Lesson 3: Introspection is a skill. Management success is determined by aligning your strengths with your career and shaping your emotional intelligence to drive personal and business performance.  Technical skills got you to this point, but management skills take you to the next step.  Understanding strengths, values and interests, and shortcomings will allow you to best capitalize on your career prospects.

Benefits to developing clarity of your strengths:

  1.     Articulate your strengths to bosses/hiring managers
  2.     Gain confidence in your value
  3.     Identify and proactively address any gaps in your candidacy

Lesson 4: Your brand is based on how others view you. It consists of not only your values, but includes how you do you work and how you interact with others. It’s the memory people have of their experience of working and spending time with you. (Mary Rosenbaun, Career Coach, Master Certified Personal Branding Strategist) 

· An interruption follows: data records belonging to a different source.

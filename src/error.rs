use chrono::NaiveDate;
use thiserror::Error;

/// Request-fatal failures: rejected immediately, no partial processing.
#[derive(Debug, Error)]
pub enum EnrichError {
    #[error("missing or malformed request date: {0:?}")]
    InvalidDate(String),

    #[error("feature collection is empty")]
    EmptyFeatureSet,

    #[error("enrichment incomplete: {finished} of {total} clusters finished before the deadline")]
    Incomplete { finished: usize, total: usize },
}

/// Failures of one external data source. The affected attribute stays unset
/// for the batch; the request itself continues.
#[derive(Debug, Error)]
pub enum SourceError {
    #[error("request failed: {0}")]
    Transport(#[from] reqwest::Error),

    #[error("unexpected status {0}")]
    Status(reqwest::StatusCode),

    #[error("empty payload")]
    EmptyPayload,

    #[error("undecodable payload: {0}")]
    Decode(String),
}

/// Per-feature data failures: the feature is excluded from the affected
/// enrichment and reported, the batch continues.
#[derive(Debug, Error)]
pub enum FeatureError {
    #[error("road length is negative for {road}: {start}..{end}")]
    NegativeLength { road: String, start: i64, end: i64 },

    #[error("unparseable chainage {value:?} for {road}")]
    Chainage { road: String, value: String },

    #[error("no deposit coverage at ({x}, {y})")]
    NoCoverage { x: f64, y: f64 },
}

/// Parse the request `time` parameter: an ISO 8601 date or date-time,
/// truncated to the date component. Example: `2021-03-01T00:00:00Z` →
/// 2021-03-01.
pub fn parse_request_date(raw: &str) -> Result<NaiveDate, EnrichError> {
    let date_part = raw.split('T').next().unwrap_or(raw);
    NaiveDate::parse_from_str(date_part, "%Y-%m-%d")
        .map_err(|_| EnrichError::InvalidDate(raw.to_string()))
}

Readings and Videos for Deeper Understanding

  •       Clark, D. (July 22, 2013). “Starting Over: Branding Yourself Mid-Career”. Harvard Business Publishing Video (Youtube)
  •       Goleman, D. (August 11, 2008). “Social Intelligence and Leadership”. Harvard Business Publishing Video (Youtube)

Assignment

Complete the CareerLeader MBA career assessment tool and submit the results

Please watch this video which describes the purpose of self-assessments.

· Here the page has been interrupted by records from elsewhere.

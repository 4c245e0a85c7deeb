//! Domain error types
//!
//! These errors represent client-level failures, distinct from the
//! infrastructure errors (terminal setup, config IO) that flow through `anyhow`.

use thiserror::Error;

/// Errors raised while deriving the WebSocket endpoint from a server origin
#[derive(Debug, Error, PartialEq, Eq)]
pub enum EndpointError {
    /// The origin could not be parsed as a URL
    #[error("Invalid server origin '{origin}': {reason}")]
    InvalidOrigin { origin: String, reason: String },

    /// Only http and https origins map onto a WebSocket scheme
    #[error("Unsupported origin scheme '{0}' (expected http or https)")]
    UnsupportedScheme(String),

    /// The origin has no host component
    #[error("Server origin has no host: {0}")]
    MissingHost(String),
}

/// Errors related to decoding inbound envelopes
#[derive(Debug, Error)]
pub enum ProtocolError {
    /// Payload was not valid JSON
    #[error("Malformed JSON payload: {0}")]
    Json(#[from] serde_json::Error),

    /// Payload was JSON but carried no string `type` field
    #[error("Envelope is missing a string `type` field")]
    MissingType,

    /// A known envelope type was missing required fields
    #[error("Invalid `{kind}` envelope: {reason}")]
    InvalidEnvelope { kind: String, reason: String },
}

/// Errors related to the chat connection
#[derive(Debug, Error)]
pub enum ClientError {
    /// A send was attempted while the connection is not open
    #[error("Not connected to server")]
    NotConnected,

    /// The outbound envelope could not be serialized
    #[error("Failed to encode outbound message: {0}")]
    Encode(#[from] serde_json::Error),

    /// The transport rejected the frame (writer task gone)
    #[error("Transport error: {0}")]
    Transport(String),

    /// The endpoint could not be derived
    #[error(transparent)]
    Endpoint(#[from] EndpointError),
}

#[cfg(test)]
mod tests {
    use super::*;

    #[test]
    fn test_error_messages() {
        assert_eq!(
            ClientError::NotConnected.to_string(),
            "Not connected to server"
        );
        assert_eq!(
            EndpointError::UnsupportedScheme("ftp".into()).to_string(),
            "Unsupported origin scheme 'ftp' (expected http or https)"
        );
        assert_eq!(
            ProtocolError::MissingType.to_string(),
            "Envelope is missing a string `type` field"
        );
    }

    #[test]
    fn test_endpoint_error_converts_into_client_error() {
        let err: ClientError = EndpointError::MissingHost("http://".into()).into();
        assert!(matches!(err, ClientError::Endpoint(_)));
        assert_eq!(err.to_string(), "Server origin has no host: http://");
    }
}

Assessments are a process of learning about yourself.  They give a clearer sense of who you are and where you are meant to be.  By knowing your interests, skills, values, and preferred work environments, you can intentionally place yourself in positions where you will most likely be able to succeed.  The more you learn about yourself and what you need and want from a career, the more you will recognize a good short-term job and long-term career fit.   Too often, MBAs rush to pursue jobs and careers which were prescribed to them by other people years ago.  As an MBA, you have the opportunity to rethink your old assumptions about what you should be doing with your life and blaze a new trail.   We recommend that you use one or both assessments.

 CareerLeader

 CareerLeader® is a business career self-assessment program, developed by two directors in the Harvard Business School CMC.  It is the MBA self-assessment benchmark.  It is used by many graduate business schools and students to help them with their career decisions.   It has three reflection objectives:

  1. Creates career success/satisfaction profile using your interests, values, and skills.
  2. Predicts elements of organizational culture key to your success and happiness.
  3. Compares your profile to over 600,000 successful people in MBA careers, and projects likely  career paths you would enjoy and succeed.

Assignment

Instructions to access CareerLeader:

  1. Email John Hutchings, jrhutch2@ncsu.edu, for a CareerLeader username and password.  As an administrator, he will have to create an account for you.
  2. Visit:  https://www.careerleader.com/sign-in.html and follow the onscreen prompts to the NEW USER section of the page
  3. Enter your ncsu.edu email address: i.e., yourunityid@ncsu.edu
  4. Enter your registration key:  ncstate-keeper  (the hyphen is required)
  5. Once you have successfully logged in and activated your account, you will be directed to the user dashboard.  There, you will be able to click on TAKE THE TEST for each of the three inventories (INTERESTS, MOTIVATORS, SKILLS).  Plan on taking 25 – 45 minutes.  For best results, answer each question quickly, don’t try to overthink it.  But, you do not have to complete the assessment in one sitting.
  6. After completing all three inventories, you will be able to view your personalized results in each of the six sections on the dashboard.  Your personalized CareerLeader Report is available for download and printing within the Toolbox section of the user dashboard.